That much, Jack could believe. After all, it wasn't as if he and Gwen had been sitting on their hands. They'd been flat out doing much the same thing as UNIT, just in a less official capacity. After the events of Miracle Day, the world had been in a total mess, just as the Families had planned. Entire economies had collapsed, governments across the globe were in chaos, medical systems were under pressure, and there was general social upheaval, often requiring military intervention to maintain order. Things were gradually starting to repair themselves over time, but it was a slow process.

But the main problem, of which most people on Earth were blissfully ignorant, was that the turmoil on their planet had not gone unnoticed by the rest of the Universe. Jack and Gwen had been run off their feet dealing with alien incursions. Some of them were merely inquisitive, such as the boisterous group of young students from the Anthropology Department of the University on Thogost, bent on enjoying a field trip to a primitive planet. However, some of them were not so benign, such as the scouting party for a Sontaran war fleet that had turned up a few weeks ago, seeking to take advantage of the confusion across the world to launch an invasion.
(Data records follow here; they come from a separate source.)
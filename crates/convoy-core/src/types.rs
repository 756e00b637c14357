//! Shared types used across Convoy crates.
//!
//! Desired-state types come from an already-validated deployment manifest;
//! existing-state types mirror what the state store persists. All of them
//! are plain values: planning stages return annotated copies instead of
//! mutating shared objects.

use std::collections::BTreeMap;
use std::fmt;
use std::net::IpAddr;

use ipnetwork::IpNetwork;
use serde::{Deserialize, Serialize};

/// Name of an availability zone.
pub type AzName = String;

/// Stable identifier of a persisted instance.
pub type InstanceUuid = String;

// ── Availability zones ─────────────────────────────────────────────

/// An availability zone from cloud config.
#[derive(Debug, Clone, PartialEq, Serialize, Deserialize)]
pub struct AvailabilityZone {
    pub name: AzName,
    #[serde(default)]
    pub cloud_properties: BTreeMap<String, serde_json::Value>,
}

impl AvailabilityZone {
    pub fn new(name: &str) -> Self {
        Self {
            name: name.to_string(),
            cloud_properties: BTreeMap::new(),
        }
    }
}

// ── Networks ───────────────────────────────────────────────────────

/// How addresses on a network are handed out.
#[derive(Debug, Clone, Copy, Default, PartialEq, Eq, Hash, Serialize, Deserialize)]
#[serde(rename_all = "lowercase")]
pub enum NetworkKind {
    /// Addresses are allocated by the director from declared subnets.
    #[default]
    Manual,
    /// Addresses are assigned by the infrastructure and reported by the agent.
    Dynamic,
}

impl fmt::Display for NetworkKind {
    fn fmt(&self, f: &mut fmt::Formatter<'_>) -> fmt::Result {
        match self {
            NetworkKind::Manual => f.write_str("manual"),
            NetworkKind::Dynamic => f.write_str("dynamic"),
        }
    }
}

/// A deployment network.
#[derive(Debug, Clone, PartialEq, Serialize, Deserialize)]
pub struct Network {
    pub name: String,
    #[serde(default, rename = "type")]
    pub kind: NetworkKind,
    #[serde(default)]
    pub subnets: Vec<Subnet>,
    /// AZs a dynamic network spans. Manual networks scope AZs per subnet.
    #[serde(default)]
    pub azs: Vec<AzName>,
}

impl Network {
    /// The subnet whose range contains `ip`, if any.
    pub fn subnet_for(&self, ip: IpAddr) -> Option<&Subnet> {
        self.subnets.iter().find(|s| s.range.contains(ip))
    }
}

/// A CIDR range inside a manual network.
///
/// `reserved` and `static_ips` entries are either a single address or an
/// inclusive `first - last` range.
#[derive(Debug, Clone, PartialEq, Serialize, Deserialize)]
pub struct Subnet {
    pub range: IpNetwork,
    #[serde(default)]
    pub gateway: Option<IpAddr>,
    #[serde(default)]
    pub reserved: Vec<String>,
    #[serde(default, rename = "static")]
    pub static_ips: Vec<String>,
    #[serde(default)]
    pub azs: Vec<AzName>,
}

impl Subnet {
    /// The AZ an address from this subnet lands in: the first listed AZ.
    pub fn az(&self) -> Option<&str> {
        self.azs.first().map(String::as_str)
    }

    /// Whether this subnet can serve an instance placed in `az`.
    ///
    /// Subnets without AZs serve everything; instances without an AZ can
    /// use any subnet.
    pub fn serves(&self, az: Option<&str>) -> bool {
        match az {
            Some(az) => self.azs.is_empty() || self.azs.iter().any(|a| a == az),
            None => true,
        }
    }
}

// ── Desired jobs ───────────────────────────────────────────────────

/// A network attachment of a desired job.
#[derive(Debug, Clone, PartialEq, Serialize, Deserialize)]
pub struct JobNetwork {
    pub name: String,
    #[serde(default)]
    pub static_ips: Vec<IpAddr>,
}

/// A legacy job whose instances are folded into a renamed job.
#[derive(Debug, Clone, PartialEq, Serialize, Deserialize)]
pub struct MigratedFrom {
    pub name: String,
    #[serde(default)]
    pub az: Option<AzName>,
}

/// A desired instance group.
#[derive(Debug, Clone, PartialEq, Serialize, Deserialize)]
pub struct DesiredJob {
    pub name: String,
    pub instances: u32,
    #[serde(default)]
    pub azs: Vec<AzName>,
    #[serde(default)]
    pub networks: Vec<JobNetwork>,
    #[serde(default)]
    pub migrated_from: Vec<MigratedFrom>,
}

impl DesiredJob {
    pub fn new(name: &str, instances: u32) -> Self {
        Self {
            name: name.to_string(),
            instances,
            azs: Vec::new(),
            networks: Vec::new(),
            migrated_from: Vec::new(),
        }
    }

    pub fn with_azs(mut self, azs: &[&str]) -> Self {
        self.azs = azs.iter().map(|s| s.to_string()).collect();
        self
    }

    pub fn with_network(mut self, name: &str, static_ips: Vec<IpAddr>) -> Self {
        self.networks.push(JobNetwork {
            name: name.to_string(),
            static_ips,
        });
        self
    }

    pub fn with_migrated_from(mut self, name: &str, az: Option<&str>) -> Self {
        self.migrated_from.push(MigratedFrom {
            name: name.to_string(),
            az: az.map(str::to_string),
        });
        self
    }

    /// Whether any network of this job pins static IPs.
    pub fn uses_static_ips(&self) -> bool {
        self.networks.iter().any(|n| !n.static_ips.is_empty())
    }

    /// One unplaced slot per desired instance.
    pub fn desired_instances(&self) -> Vec<DesiredInstance> {
        (0..self.instances)
            .map(|_| DesiredInstance::new(&self.name))
            .collect()
    }
}

/// One desired slot of a job.
///
/// Placement, index assignment and bootstrap election each return an
/// annotated copy via the `with_*` builders.
#[derive(Debug, Clone, PartialEq, Eq, Serialize, Deserialize)]
pub struct DesiredInstance {
    pub job: String,
    pub az: Option<AzName>,
    pub index: Option<u32>,
    pub bootstrap: bool,
    /// Static IP pinned per network name.
    #[serde(default)]
    pub static_ips: BTreeMap<String, IpAddr>,
}

impl DesiredInstance {
    pub fn new(job: &str) -> Self {
        Self {
            job: job.to_string(),
            az: None,
            index: None,
            bootstrap: false,
            static_ips: BTreeMap::new(),
        }
    }

    pub fn with_az(self, az: Option<&str>) -> Self {
        Self {
            az: az.map(str::to_string),
            ..self
        }
    }

    pub fn with_index(self, index: u32) -> Self {
        Self {
            index: Some(index),
            ..self
        }
    }

    pub fn with_bootstrap(self, bootstrap: bool) -> Self {
        Self { bootstrap, ..self }
    }

    pub fn with_static_ip(mut self, network: &str, ip: IpAddr) -> Self {
        self.static_ips.insert(network.to_string(), ip);
        self
    }
}

// ── Existing state ─────────────────────────────────────────────────

/// How a persisted address row is held.
#[derive(Debug, Clone, Copy, Default, PartialEq, Eq, Hash, Serialize, Deserialize)]
#[serde(rename_all = "lowercase")]
pub enum AddressKind {
    /// Taken from the subnet's declared static pool.
    Static,
    /// Allocated from the remaining range.
    #[default]
    Dynamic,
}

impl fmt::Display for AddressKind {
    fn fmt(&self, f: &mut fmt::Formatter<'_>) -> fmt::Result {
        match self {
            AddressKind::Static => f.write_str("static"),
            AddressKind::Dynamic => f.write_str("dynamic"),
        }
    }
}

/// A persisted IP reservation row.
#[derive(Debug, Clone, PartialEq, Eq, Serialize, Deserialize)]
pub struct IpAddressRecord {
    pub network: String,
    pub address: IpAddr,
    #[serde(default)]
    pub kind: AddressKind,
    /// Owning instance.
    #[serde(default)]
    pub owner: Option<InstanceUuid>,
}

impl IpAddressRecord {
    pub fn new(network: &str, address: IpAddr, kind: AddressKind, owner: Option<&str>) -> Self {
        Self {
            network: network.to_string(),
            address,
            kind,
            owner: owner.map(str::to_string),
        }
    }

    /// Composite key: `{network}:{address}`.
    pub fn table_key(&self) -> String {
        ip_table_key(&self.network, self.address)
    }
}

/// Composite key of an IP row.
pub fn ip_table_key(network: &str, address: IpAddr) -> String {
    format!("{network}:{address}")
}

/// Read-only view of a persisted instance.
#[derive(Debug, Clone, PartialEq, Eq, Serialize, Deserialize)]
pub struct ExistingInstance {
    pub job_name: String,
    pub index: u32,
    pub uuid: InstanceUuid,
    #[serde(default)]
    pub az: Option<AzName>,
    #[serde(default)]
    pub bootstrap: bool,
    #[serde(default)]
    pub ip_addresses: Vec<IpAddressRecord>,
}

impl ExistingInstance {
    pub fn new(job_name: &str, index: u32, uuid: &str, az: Option<&str>) -> Self {
        Self {
            job_name: job_name.to_string(),
            index,
            uuid: uuid.to_string(),
            az: az.map(str::to_string),
            bootstrap: false,
            ip_addresses: Vec::new(),
        }
    }

    pub fn with_bootstrap(self, bootstrap: bool) -> Self {
        Self { bootstrap, ..self }
    }

    pub fn with_az(self, az: Option<&str>) -> Self {
        Self {
            az: az.map(str::to_string),
            ..self
        }
    }

    pub fn with_ip(mut self, network: &str, address: IpAddr, kind: AddressKind) -> Self {
        let owner = self.uuid.clone();
        self.ip_addresses
            .push(IpAddressRecord::new(network, address, kind, Some(&owner)));
        self
    }

    /// Composite key: `{job_name}:{uuid}`.
    pub fn table_key(&self) -> String {
        format!("{}:{}", self.job_name, self.uuid)
    }

    /// Whether this instance holds `ip` on `network`.
    pub fn holds(&self, network: &str, ip: IpAddr) -> bool {
        self.ip_addresses
            .iter()
            .any(|r| r.network == network && r.address == ip)
    }
}

impl fmt::Display for ExistingInstance {
    fn fmt(&self, f: &mut fmt::Formatter<'_>) -> fmt::Result {
        write!(f, "{}/{} ({})", self.job_name, self.uuid, self.index)
    }
}
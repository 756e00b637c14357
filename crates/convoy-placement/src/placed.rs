//! The outcome of placing one instance.

use convoy_core::{DesiredInstance, ExistingInstance};

/// Where an instance ended up after placement.
#[derive(Debug, Clone, PartialEq)]
pub enum Placed {
    /// A desired slot with nothing to reuse; a new instance is created.
    New(DesiredInstance),
    /// A desired slot matched to an existing instance that is kept.
    Existing {
        desired: DesiredInstance,
        existing: ExistingInstance,
    },
    /// An existing instance no slot wants; it is deleted.
    Obsolete(ExistingInstance),
}

impl Placed {
    pub fn desired(&self) -> Option<&DesiredInstance> {
        match self {
            Placed::New(desired) | Placed::Existing { desired, .. } => Some(desired),
            Placed::Obsolete(_) => None,
        }
    }

    pub fn existing(&self) -> Option<&ExistingInstance> {
        match self {
            Placed::Existing { existing, .. } | Placed::Obsolete(existing) => Some(existing),
            Placed::New(_) => None,
        }
    }

    pub fn is_new(&self) -> bool {
        matches!(self, Placed::New(_))
    }

    pub fn is_obsolete(&self) -> bool {
        matches!(self, Placed::Obsolete(_))
    }

    /// Assigned index of a desired slot, or the recorded index of an
    /// obsolete instance.
    pub fn index(&self) -> Option<u32> {
        match self {
            Placed::New(desired) | Placed::Existing { desired, .. } => desired.index,
            Placed::Obsolete(existing) => Some(existing.index),
        }
    }

    /// AZ of the slot, or the recorded AZ of an obsolete instance.
    pub fn az(&self) -> Option<&str> {
        match self {
            Placed::New(desired) | Placed::Existing { desired, .. } => desired.az.as_deref(),
            Placed::Obsolete(existing) => existing.az.as_deref(),
        }
    }
}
Jack had his work cut out for him, using every resource he had available, to keep the Earth safe and to put out the message to any other extra-terrestrials watching that the planet was still protected.

Whatever threat the Home Office had detected, it had obviously slipped under the radar while he was otherwise occupied.

"What do you want from me, Rex? And why are you involved in this anyway? It's a bit out of your jurisdiction, isn't it?"

"I figure, after everything that happened back at the Blessing, Torchwood's stuck with me and I'm stuck with Torchwood," the CIA agent responded gruffly. "And if I'm a still member of the team, that makes this my jurisdiction. If it's alien, it's ours, right?"

"Yeah." Jack observed him closely, trying to wrap his mind around the implications of having another immortal on the team. Or having another immortal /anywhere/. He was so used to having to carry the burden alone. "How did you find me, anyway?"

Rex shrugged. "Gwen and I have kept in touch."

That wasn't so surprising, even though Gwen had never mentioned it. She had always been the beating heart of Torchwood, the one that brought compassion to their work. It would be like her to want to keep an eye on Rex, after the shock he'd experienced when he discovered what he had become.

"All right... fine. Let's just suppose, for argument's sake, I was willing to help. Exactly what do the Home Office need me to sort out?"

Reaching into the pocket of his overcoat, Rex produced a small packet. One by one, he drew out some photos – ten in all – and laid them on top of the pizza box in two neat lines.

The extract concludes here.